Refreshing and wry in equal measure, Happy Hour is an intoxicating novel of youth well spent. Isa Epley is all of twenty-one years old and already wise enough to understand that the purpose of life is the pursuit of pleasure. She arrives in New York City for a summer of adventure with her best friend, one newly blond Gala Novak. They have little money, but that’s hardly going to stop them from having a good time.
In her diary, Isa describes a sweltering summer in the glittering city. By day, the girls sell clothes in a market stall, pinching pennies for their Bed-Stuy sublet and bodega lunches. By night, they weave from Brooklyn to the Upper East Side to the Hamptons among a rotating cast of celebrities, artists, tech entrepreneurs, stuffy intellectuals, and bad-mannered grifters. Money runs ever tighter and the strain tests their friendship as they try to convert their social capital into something more lasting than precarious gigs as au pairs, nightclub hostesses, paid audience members, and aspiring foot-fetish models. Through it all, Isa’s bold, beguiling voice captures the precise thrill of cultivating a life of glamour and intrigue as she juggles paying her dues with skipping out on the bill.

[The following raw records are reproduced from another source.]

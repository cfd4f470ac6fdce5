// Copyright 2026, Jeroen van Erp <jeroen@geeko.me>
// SPDX-License-Identifier: Apache-2.0

//! One-shot realm import jobs derived from the instance's pod template.

use crate::constants::{import_job, keycloak, labels};
use crate::error::{OperatorError, Result};
use crate::import::ownership::managed_labels;
use crate::types::KeycloakImport;
use k8s_openapi::api::apps::v1::StatefulSet;
use k8s_openapi::api::batch::v1::{Job, JobSpec};
use k8s_openapi::api::core::v1::{EnvVar, SecretVolumeSource, Volume, VolumeMount};
use kube::{api::ObjectMeta, ResourceExt};
use std::collections::BTreeMap;

/// Env vars forced to a job-friendly value; `None` removes the variable
const ENV_OVERRIDES: [(&str, Option<&str>); 3] = [
    ("KC_CACHE", Some("local")),
    ("KC_HEALTH_ENABLED", Some("false")),
    ("KC_CACHE_STACK", None),
];

/// Room left for the import part of a job name; job names end up in a pod label,
/// which is capped at 63 characters
const MAX_JOB_BASE_LEN: usize = 63 - "-import-".len() - 8;

/// Job name for a revision. The revision suffix keeps a new job from colliding
/// with a stale one that is still being deleted.
pub fn job_name(import: &KeycloakImport, revision: &str) -> String {
    let short = revision.get(..8).unwrap_or(revision);
    format!("{}-import-{}", import.scoped_name(MAX_JOB_BASE_LEN), short)
}

/// Labels carried by the job and its pods
pub fn job_labels(import: &KeycloakImport, revision: &str) -> BTreeMap<String, String> {
    let mut labels = managed_labels(&import.name_any(), &import.namespace().unwrap_or_default());
    labels.insert(labels::IMPORT_REVISION.to_string(), revision.to_string());
    labels
}

/// Revision a job was built for
pub fn job_revision(job: &Job) -> Option<&str> {
    job.labels().get(labels::IMPORT_REVISION).map(String::as_str)
}

fn has_condition(job: &Job, condition_type: &str) -> bool {
    job.status
        .as_ref()
        .and_then(|s| s.conditions.as_ref())
        .is_some_and(|conds| {
            conds
                .iter()
                .any(|c| c.type_ == condition_type && c.status == "True")
        })
}

pub fn is_complete(job: &Job) -> bool {
    has_condition(job, "Complete")
}

pub fn is_failed(job: &Job) -> bool {
    has_condition(job, "Failed")
}

pub fn is_deleting(job: &Job) -> bool {
    job.metadata.deletion_timestamp.is_some()
}

/// Build the import job for `revision` from the instance's StatefulSet
pub fn build_import_job(
    import: &KeycloakImport,
    statefulset: &StatefulSet,
    revision: &str,
    backoff_limit: i32,
) -> Result<Job> {
    let labels = job_labels(import, revision);

    let mut template = statefulset
        .spec
        .as_ref()
        .map(|s| s.template.clone())
        .ok_or_else(|| OperatorError::InvalidWorkloadTemplate("StatefulSet has no spec".to_string()))?;

    template
        .metadata
        .get_or_insert_with(Default::default)
        .labels = Some(labels.clone());

    let pod = template
        .spec
        .as_mut()
        .ok_or_else(|| OperatorError::InvalidWorkloadTemplate("pod template has no spec".to_string()))?;

    let index = pod
        .containers
        .iter()
        .position(|c| c.name == keycloak::CONTAINER_NAME)
        .or(if pod.containers.is_empty() { None } else { Some(0) })
        .ok_or_else(|| OperatorError::InvalidWorkloadTemplate("pod template has no containers".to_string()))?;

    pod.volumes.get_or_insert_with(Vec::new).push(Volume {
        name: import_job::VOLUME_NAME.to_string(),
        secret: Some(SecretVolumeSource {
            secret_name: Some(import.artifact_name()),
            ..Default::default()
        }),
        ..Default::default()
    });
    pod.restart_policy = Some("Never".to_string());

    let container = &mut pod.containers[index];
    container.env = Some(job_env(container.env.take().unwrap_or_default()));
    container.liveness_probe = None;
    container.readiness_probe = None;
    container.startup_probe = None;
    container.volume_mounts.get_or_insert_with(Vec::new).push(VolumeMount {
        name: import_job::VOLUME_NAME.to_string(),
        mount_path: import_job::MOUNT_DIR.to_string(),
        read_only: Some(true),
        ..Default::default()
    });
    container.command = Some(vec![import_job::SHELL.to_string()]);
    container.args = Some(vec!["-c".to_string(), import_command(import)]);

    Ok(Job {
        metadata: ObjectMeta {
            name: Some(job_name(import, revision)),
            namespace: Some(import.target_namespace()),
            labels: Some(labels),
            ..Default::default()
        },
        spec: Some(JobSpec {
            template,
            backoff_limit: Some(backoff_limit),
            ..Default::default()
        }),
        ..Default::default()
    })
}

/// Rebuild the server, then import the mounted realm file
fn import_command(import: &KeycloakImport) -> String {
    format!(
        "{kc} --verbose build && {kc} --verbose import --optimized --file='{dir}/{file}' --override={override_existing}",
        kc = import_job::KC_SCRIPT,
        dir = import_job::MOUNT_DIR,
        file = import.realm_file_name(),
        override_existing = import.spec.override_if_exists,
    )
}

fn job_env(current: Vec<EnvVar>) -> Vec<EnvVar> {
    let mut env: Vec<EnvVar> = current
        .into_iter()
        .filter_map(|var| match ENV_OVERRIDES.iter().find(|(name, _)| *name == var.name) {
            Some((_, Some(value))) => Some(EnvVar {
                name: var.name,
                value: Some(value.to_string()),
                value_from: None,
            }),
            Some((_, None)) => None,
            None => Some(var),
        })
        .collect();

    for (name, value) in ENV_OVERRIDES {
        if let Some(value) = value {
            if !env.iter().any(|v| v.name == name) {
                env.push(EnvVar {
                    name: name.to_string(),
                    value: Some(value.to_string()),
                    value_from: None,
                });
            }
        }
    }

    env
}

Happy Hour announces a dazzling new talent in Marlowe Granados, whose exquisite wit recalls Anita Loos’s 1925 classic, Gentlemen Prefer Blondes, updated to evoke a recent, golden period of hope and transformation — the summer of 2013. A cri de cœur for party girls and anyone who has ever felt entitled to an adventure of their own, Happy Hour is an effervescent tonic for the ails of contemporary life.